How many of the lines in the material underneath include the string "claimed"? State the number only.

DATASET RECORDS below:

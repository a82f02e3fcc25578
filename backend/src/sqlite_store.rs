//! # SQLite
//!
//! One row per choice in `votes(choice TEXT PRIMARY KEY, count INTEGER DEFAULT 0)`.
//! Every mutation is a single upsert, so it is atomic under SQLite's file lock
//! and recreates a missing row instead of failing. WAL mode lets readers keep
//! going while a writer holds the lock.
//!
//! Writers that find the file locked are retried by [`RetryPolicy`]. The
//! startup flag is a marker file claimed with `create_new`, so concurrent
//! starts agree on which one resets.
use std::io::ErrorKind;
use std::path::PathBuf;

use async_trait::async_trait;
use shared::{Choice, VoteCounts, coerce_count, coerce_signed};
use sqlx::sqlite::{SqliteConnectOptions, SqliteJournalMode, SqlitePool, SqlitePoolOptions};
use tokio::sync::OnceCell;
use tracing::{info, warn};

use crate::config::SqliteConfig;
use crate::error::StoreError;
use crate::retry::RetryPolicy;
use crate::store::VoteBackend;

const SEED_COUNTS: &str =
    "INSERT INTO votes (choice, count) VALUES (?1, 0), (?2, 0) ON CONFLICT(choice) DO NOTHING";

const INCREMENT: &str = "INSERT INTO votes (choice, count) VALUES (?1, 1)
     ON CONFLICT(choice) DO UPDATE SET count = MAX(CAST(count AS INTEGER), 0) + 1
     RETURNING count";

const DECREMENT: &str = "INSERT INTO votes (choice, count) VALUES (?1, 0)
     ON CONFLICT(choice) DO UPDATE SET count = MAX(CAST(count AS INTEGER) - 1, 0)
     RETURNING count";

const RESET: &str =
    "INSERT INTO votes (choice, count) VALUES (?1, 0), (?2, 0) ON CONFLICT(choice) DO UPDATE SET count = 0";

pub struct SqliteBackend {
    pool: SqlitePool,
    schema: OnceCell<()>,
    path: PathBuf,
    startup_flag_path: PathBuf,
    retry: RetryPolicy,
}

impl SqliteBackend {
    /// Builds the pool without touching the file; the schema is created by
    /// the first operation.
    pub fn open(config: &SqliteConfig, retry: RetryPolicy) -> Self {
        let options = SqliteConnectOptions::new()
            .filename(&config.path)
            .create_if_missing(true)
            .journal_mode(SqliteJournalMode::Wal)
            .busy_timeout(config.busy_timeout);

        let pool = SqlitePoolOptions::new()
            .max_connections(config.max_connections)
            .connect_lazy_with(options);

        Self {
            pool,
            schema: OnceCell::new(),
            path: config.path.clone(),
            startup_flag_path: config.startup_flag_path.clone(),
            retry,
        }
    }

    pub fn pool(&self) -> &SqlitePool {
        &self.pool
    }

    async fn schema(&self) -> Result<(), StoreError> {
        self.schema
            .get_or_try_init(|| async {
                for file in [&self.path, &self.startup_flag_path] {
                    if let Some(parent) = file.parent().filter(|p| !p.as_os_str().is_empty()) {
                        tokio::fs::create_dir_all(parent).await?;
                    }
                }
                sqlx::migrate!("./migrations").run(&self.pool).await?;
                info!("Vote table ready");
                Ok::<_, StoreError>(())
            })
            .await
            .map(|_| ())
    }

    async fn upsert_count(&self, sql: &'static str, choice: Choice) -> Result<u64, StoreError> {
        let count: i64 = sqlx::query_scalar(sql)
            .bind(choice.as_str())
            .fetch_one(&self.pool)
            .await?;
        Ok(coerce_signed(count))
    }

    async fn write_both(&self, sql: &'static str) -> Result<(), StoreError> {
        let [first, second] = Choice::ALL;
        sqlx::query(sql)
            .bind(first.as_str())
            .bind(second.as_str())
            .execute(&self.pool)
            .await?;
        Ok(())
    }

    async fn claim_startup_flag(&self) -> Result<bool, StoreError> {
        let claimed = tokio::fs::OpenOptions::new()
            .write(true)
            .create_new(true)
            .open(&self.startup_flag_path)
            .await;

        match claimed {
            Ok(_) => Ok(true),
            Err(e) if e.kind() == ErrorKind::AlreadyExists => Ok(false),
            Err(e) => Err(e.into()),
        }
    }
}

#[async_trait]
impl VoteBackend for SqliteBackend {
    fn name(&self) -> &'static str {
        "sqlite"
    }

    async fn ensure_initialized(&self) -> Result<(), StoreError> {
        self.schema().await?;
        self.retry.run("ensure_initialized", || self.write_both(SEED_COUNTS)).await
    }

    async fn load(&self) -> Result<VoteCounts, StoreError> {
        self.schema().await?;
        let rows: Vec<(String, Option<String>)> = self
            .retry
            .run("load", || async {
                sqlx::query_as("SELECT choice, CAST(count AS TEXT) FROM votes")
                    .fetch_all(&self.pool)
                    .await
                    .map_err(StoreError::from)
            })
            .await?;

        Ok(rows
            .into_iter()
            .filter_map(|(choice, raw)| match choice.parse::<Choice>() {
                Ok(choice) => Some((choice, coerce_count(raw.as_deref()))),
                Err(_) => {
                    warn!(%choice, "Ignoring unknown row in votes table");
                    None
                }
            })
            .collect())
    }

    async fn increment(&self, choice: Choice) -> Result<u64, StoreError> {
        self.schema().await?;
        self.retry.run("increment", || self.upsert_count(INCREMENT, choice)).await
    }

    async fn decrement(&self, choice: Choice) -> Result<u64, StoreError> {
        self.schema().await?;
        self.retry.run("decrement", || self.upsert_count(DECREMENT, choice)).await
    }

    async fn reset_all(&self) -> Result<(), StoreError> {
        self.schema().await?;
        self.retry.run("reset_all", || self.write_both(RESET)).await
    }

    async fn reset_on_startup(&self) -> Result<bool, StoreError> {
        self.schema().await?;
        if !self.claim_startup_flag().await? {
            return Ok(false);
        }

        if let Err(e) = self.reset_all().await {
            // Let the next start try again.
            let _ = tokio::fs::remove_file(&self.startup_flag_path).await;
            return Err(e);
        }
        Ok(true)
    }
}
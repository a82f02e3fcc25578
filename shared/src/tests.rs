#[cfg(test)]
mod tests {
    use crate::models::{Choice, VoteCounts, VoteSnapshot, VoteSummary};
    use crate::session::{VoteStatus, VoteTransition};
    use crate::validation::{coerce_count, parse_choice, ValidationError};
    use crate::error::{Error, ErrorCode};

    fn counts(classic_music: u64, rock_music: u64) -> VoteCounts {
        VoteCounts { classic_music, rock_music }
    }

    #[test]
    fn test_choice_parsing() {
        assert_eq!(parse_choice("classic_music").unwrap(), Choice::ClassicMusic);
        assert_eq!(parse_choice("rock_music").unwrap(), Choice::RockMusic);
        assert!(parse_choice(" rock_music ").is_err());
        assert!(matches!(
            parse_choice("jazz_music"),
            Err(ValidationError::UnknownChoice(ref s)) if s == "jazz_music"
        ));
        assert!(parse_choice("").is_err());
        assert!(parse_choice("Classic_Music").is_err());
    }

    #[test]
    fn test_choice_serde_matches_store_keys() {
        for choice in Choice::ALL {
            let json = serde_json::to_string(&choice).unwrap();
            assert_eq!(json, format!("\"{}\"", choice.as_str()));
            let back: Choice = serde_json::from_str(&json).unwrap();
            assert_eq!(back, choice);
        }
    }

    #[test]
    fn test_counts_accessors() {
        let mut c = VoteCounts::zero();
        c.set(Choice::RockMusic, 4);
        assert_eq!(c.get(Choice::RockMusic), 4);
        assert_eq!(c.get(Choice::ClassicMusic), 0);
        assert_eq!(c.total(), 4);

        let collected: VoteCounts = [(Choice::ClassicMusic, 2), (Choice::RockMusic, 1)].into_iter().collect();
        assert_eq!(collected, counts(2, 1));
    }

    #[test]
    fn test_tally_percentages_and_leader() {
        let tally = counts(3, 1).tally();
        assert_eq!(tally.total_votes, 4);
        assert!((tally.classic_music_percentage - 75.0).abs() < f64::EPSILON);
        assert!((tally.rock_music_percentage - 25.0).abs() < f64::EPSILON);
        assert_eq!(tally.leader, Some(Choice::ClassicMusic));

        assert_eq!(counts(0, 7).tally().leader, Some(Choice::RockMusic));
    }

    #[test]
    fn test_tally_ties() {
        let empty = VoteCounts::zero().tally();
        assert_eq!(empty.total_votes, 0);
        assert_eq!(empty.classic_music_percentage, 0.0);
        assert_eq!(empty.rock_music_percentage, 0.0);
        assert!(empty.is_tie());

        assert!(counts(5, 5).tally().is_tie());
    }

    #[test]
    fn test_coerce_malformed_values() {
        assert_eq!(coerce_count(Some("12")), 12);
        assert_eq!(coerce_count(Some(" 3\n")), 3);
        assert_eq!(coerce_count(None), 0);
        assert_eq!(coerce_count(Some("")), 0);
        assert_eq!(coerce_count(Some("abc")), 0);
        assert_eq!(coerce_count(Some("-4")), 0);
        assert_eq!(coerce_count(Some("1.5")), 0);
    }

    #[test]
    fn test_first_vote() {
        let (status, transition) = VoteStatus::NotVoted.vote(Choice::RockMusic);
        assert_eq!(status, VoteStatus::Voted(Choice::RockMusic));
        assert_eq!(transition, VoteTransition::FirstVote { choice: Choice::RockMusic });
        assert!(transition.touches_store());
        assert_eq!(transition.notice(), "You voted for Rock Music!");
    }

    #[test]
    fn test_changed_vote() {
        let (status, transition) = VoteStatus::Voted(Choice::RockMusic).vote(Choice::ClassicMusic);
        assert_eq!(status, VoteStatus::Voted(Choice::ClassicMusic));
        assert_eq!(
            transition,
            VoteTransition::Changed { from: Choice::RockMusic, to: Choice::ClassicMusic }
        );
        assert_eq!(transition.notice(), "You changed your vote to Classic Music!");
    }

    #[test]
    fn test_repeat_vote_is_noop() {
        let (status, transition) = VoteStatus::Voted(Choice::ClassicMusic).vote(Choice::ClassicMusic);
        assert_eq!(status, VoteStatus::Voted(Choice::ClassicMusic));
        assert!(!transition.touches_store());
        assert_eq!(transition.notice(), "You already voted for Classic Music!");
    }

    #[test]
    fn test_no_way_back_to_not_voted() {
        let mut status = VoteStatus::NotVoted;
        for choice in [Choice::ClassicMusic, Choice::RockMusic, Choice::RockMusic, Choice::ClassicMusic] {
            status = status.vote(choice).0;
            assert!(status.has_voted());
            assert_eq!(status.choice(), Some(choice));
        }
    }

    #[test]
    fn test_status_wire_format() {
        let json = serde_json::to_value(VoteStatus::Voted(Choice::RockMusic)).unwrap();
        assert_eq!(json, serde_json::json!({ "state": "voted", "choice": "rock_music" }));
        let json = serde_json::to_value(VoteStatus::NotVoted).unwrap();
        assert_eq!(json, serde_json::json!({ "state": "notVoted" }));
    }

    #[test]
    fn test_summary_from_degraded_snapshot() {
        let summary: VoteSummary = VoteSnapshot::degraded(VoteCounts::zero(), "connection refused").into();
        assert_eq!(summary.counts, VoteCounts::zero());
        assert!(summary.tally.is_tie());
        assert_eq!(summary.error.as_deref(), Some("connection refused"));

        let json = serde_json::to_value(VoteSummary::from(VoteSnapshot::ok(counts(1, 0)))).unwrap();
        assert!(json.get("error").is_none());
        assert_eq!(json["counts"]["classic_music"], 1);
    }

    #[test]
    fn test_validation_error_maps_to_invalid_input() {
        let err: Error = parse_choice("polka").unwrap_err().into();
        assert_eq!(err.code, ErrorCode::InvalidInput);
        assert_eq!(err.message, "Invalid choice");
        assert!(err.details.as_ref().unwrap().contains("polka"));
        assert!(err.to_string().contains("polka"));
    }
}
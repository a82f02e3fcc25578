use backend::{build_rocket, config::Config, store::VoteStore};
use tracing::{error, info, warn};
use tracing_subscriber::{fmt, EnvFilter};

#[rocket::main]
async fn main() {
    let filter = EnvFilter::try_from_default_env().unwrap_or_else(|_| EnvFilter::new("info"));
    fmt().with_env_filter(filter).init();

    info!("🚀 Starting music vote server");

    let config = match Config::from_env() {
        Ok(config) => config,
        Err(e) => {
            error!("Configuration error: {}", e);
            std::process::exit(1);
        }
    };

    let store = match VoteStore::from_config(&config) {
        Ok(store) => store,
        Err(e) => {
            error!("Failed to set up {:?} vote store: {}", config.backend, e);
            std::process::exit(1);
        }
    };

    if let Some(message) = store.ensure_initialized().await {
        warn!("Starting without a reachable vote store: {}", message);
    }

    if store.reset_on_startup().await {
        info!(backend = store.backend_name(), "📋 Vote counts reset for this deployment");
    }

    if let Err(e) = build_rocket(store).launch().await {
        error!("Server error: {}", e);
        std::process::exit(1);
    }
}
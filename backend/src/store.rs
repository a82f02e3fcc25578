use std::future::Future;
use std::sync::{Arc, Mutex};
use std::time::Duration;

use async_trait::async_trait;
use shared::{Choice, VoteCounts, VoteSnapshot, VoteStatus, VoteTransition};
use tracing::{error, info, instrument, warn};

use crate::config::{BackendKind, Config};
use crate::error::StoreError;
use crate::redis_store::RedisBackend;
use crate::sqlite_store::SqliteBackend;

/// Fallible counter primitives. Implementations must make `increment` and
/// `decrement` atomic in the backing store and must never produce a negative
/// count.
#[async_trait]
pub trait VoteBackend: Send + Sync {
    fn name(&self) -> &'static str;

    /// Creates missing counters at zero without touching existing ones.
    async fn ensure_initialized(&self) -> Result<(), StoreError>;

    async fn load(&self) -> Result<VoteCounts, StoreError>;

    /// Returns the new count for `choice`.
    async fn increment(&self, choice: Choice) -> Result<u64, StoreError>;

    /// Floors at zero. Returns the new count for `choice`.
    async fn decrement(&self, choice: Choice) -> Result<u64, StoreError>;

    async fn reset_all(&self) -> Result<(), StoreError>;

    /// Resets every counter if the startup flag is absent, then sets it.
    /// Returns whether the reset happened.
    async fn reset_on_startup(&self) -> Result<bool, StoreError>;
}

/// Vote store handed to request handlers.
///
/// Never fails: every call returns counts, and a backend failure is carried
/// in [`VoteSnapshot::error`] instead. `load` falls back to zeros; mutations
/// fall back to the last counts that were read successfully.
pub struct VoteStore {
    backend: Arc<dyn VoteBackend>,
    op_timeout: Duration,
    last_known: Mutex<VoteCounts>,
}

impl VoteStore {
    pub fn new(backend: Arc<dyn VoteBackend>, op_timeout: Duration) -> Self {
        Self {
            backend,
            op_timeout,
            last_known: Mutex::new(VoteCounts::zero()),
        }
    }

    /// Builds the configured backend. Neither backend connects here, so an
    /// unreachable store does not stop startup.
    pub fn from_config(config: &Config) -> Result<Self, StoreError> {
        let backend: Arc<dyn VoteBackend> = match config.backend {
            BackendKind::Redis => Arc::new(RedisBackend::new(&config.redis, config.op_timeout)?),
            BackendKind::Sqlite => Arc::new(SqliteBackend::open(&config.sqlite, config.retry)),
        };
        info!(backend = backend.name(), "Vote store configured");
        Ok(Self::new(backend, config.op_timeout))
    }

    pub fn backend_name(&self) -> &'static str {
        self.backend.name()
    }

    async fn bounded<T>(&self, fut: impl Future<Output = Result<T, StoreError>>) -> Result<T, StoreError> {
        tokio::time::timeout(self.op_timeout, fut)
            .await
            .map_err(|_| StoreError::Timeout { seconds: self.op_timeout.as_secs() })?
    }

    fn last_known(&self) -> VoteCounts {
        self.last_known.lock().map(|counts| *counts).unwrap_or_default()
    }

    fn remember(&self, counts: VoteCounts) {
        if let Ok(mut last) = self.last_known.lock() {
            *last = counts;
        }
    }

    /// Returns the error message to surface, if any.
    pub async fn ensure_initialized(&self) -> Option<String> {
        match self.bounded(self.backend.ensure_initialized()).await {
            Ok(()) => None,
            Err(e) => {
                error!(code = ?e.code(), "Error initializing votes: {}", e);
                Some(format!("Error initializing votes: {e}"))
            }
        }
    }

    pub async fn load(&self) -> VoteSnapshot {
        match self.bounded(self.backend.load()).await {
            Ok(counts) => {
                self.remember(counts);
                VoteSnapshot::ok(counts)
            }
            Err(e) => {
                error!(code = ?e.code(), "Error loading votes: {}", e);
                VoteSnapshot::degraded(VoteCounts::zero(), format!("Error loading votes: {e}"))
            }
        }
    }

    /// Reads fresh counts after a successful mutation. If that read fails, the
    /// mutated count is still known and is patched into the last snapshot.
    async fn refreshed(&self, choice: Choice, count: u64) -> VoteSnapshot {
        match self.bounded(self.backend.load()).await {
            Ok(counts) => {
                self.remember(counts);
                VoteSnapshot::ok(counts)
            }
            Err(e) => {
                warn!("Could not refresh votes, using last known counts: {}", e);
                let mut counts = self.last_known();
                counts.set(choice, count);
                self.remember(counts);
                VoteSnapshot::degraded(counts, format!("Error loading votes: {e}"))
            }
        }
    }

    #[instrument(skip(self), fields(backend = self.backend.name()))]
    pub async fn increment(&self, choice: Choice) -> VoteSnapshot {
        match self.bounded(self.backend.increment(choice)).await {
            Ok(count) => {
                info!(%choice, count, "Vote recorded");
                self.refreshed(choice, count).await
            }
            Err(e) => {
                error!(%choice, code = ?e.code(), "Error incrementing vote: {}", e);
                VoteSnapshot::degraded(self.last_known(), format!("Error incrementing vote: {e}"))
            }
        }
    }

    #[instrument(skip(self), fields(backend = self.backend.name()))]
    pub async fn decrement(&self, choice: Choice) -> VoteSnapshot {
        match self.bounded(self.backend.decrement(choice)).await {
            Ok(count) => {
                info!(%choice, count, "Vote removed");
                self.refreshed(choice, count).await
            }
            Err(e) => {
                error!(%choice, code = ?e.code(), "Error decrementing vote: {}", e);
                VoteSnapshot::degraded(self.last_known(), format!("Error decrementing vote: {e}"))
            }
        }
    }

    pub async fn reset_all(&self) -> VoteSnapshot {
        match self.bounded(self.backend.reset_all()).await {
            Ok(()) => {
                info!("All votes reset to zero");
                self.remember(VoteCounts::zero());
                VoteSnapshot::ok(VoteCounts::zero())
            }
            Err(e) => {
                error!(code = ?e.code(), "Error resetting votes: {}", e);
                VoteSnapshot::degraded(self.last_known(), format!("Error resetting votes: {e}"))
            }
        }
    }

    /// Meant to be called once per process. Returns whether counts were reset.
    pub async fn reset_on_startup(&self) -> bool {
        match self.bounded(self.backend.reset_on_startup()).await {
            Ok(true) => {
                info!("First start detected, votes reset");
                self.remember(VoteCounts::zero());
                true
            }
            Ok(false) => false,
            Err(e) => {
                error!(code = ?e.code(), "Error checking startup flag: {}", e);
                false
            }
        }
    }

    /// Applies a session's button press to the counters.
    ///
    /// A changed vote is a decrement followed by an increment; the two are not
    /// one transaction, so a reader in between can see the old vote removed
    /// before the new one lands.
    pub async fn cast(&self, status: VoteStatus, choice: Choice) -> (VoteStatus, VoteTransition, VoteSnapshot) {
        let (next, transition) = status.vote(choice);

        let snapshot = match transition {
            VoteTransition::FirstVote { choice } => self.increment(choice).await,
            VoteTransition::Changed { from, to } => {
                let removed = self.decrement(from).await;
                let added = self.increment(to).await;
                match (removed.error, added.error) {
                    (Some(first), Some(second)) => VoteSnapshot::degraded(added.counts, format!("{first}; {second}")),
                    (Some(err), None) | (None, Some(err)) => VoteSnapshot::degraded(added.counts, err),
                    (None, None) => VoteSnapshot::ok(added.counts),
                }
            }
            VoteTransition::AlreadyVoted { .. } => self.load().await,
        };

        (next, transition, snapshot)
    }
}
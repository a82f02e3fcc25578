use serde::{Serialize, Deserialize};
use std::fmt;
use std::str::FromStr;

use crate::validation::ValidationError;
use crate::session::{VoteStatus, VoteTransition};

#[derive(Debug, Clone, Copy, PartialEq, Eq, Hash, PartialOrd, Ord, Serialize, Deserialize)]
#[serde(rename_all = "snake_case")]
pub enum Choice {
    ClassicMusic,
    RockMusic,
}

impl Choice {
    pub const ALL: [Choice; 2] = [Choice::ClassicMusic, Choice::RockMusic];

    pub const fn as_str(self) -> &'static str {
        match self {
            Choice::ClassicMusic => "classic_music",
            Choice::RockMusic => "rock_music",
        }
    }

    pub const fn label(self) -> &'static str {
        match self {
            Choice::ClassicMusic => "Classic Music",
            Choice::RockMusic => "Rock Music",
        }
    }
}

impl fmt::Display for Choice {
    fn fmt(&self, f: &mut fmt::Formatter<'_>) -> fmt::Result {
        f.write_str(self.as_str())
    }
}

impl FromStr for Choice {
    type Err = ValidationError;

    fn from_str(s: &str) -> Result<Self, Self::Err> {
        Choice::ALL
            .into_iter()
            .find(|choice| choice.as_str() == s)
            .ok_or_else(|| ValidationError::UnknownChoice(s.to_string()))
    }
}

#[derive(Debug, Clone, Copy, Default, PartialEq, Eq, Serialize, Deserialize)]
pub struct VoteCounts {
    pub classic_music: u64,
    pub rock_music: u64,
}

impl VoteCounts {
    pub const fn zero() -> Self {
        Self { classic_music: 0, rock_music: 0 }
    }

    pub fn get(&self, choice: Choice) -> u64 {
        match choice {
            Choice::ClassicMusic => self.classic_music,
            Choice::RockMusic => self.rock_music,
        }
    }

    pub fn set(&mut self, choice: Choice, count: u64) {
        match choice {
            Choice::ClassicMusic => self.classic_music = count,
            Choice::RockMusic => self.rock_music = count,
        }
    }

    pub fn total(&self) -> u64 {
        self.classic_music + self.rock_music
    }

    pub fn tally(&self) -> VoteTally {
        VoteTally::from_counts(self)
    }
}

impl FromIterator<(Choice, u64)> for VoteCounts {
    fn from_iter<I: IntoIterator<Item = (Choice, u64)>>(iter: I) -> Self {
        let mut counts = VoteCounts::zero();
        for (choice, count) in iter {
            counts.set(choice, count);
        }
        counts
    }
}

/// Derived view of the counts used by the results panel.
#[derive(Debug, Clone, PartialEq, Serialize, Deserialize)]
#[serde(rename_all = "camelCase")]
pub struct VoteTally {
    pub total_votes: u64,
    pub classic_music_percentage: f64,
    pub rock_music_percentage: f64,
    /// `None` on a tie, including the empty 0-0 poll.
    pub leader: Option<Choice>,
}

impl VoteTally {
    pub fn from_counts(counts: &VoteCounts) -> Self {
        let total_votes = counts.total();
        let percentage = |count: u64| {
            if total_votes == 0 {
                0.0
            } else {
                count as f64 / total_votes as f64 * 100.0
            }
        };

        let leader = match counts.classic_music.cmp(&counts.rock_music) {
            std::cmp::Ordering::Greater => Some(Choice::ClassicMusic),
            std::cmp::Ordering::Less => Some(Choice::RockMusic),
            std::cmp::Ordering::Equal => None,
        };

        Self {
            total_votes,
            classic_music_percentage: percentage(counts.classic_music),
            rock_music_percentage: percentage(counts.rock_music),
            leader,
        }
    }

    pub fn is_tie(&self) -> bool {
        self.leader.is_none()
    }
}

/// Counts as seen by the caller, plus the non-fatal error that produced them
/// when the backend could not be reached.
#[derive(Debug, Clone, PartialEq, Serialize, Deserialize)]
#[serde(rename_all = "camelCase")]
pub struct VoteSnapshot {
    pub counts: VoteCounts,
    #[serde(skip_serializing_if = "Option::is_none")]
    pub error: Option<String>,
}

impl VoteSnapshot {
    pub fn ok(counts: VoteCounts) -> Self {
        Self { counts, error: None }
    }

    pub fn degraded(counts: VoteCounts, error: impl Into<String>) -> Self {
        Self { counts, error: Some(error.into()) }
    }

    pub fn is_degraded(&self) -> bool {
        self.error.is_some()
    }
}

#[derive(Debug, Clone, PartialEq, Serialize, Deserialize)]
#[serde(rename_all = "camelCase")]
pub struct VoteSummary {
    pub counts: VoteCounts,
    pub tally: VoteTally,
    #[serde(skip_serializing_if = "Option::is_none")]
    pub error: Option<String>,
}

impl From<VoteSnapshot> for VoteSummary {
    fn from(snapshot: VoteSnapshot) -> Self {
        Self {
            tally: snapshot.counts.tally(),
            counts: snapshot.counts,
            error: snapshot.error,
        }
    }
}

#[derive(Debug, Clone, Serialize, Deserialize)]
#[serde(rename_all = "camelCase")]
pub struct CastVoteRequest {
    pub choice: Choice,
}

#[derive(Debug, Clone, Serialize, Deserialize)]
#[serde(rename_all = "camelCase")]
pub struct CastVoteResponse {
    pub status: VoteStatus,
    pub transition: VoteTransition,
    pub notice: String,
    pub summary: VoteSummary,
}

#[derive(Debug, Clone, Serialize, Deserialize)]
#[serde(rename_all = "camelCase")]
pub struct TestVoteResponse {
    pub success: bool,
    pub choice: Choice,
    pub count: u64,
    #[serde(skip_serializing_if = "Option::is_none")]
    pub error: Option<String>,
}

End of DATASET RECORDS.

COMPLETED TASK: 3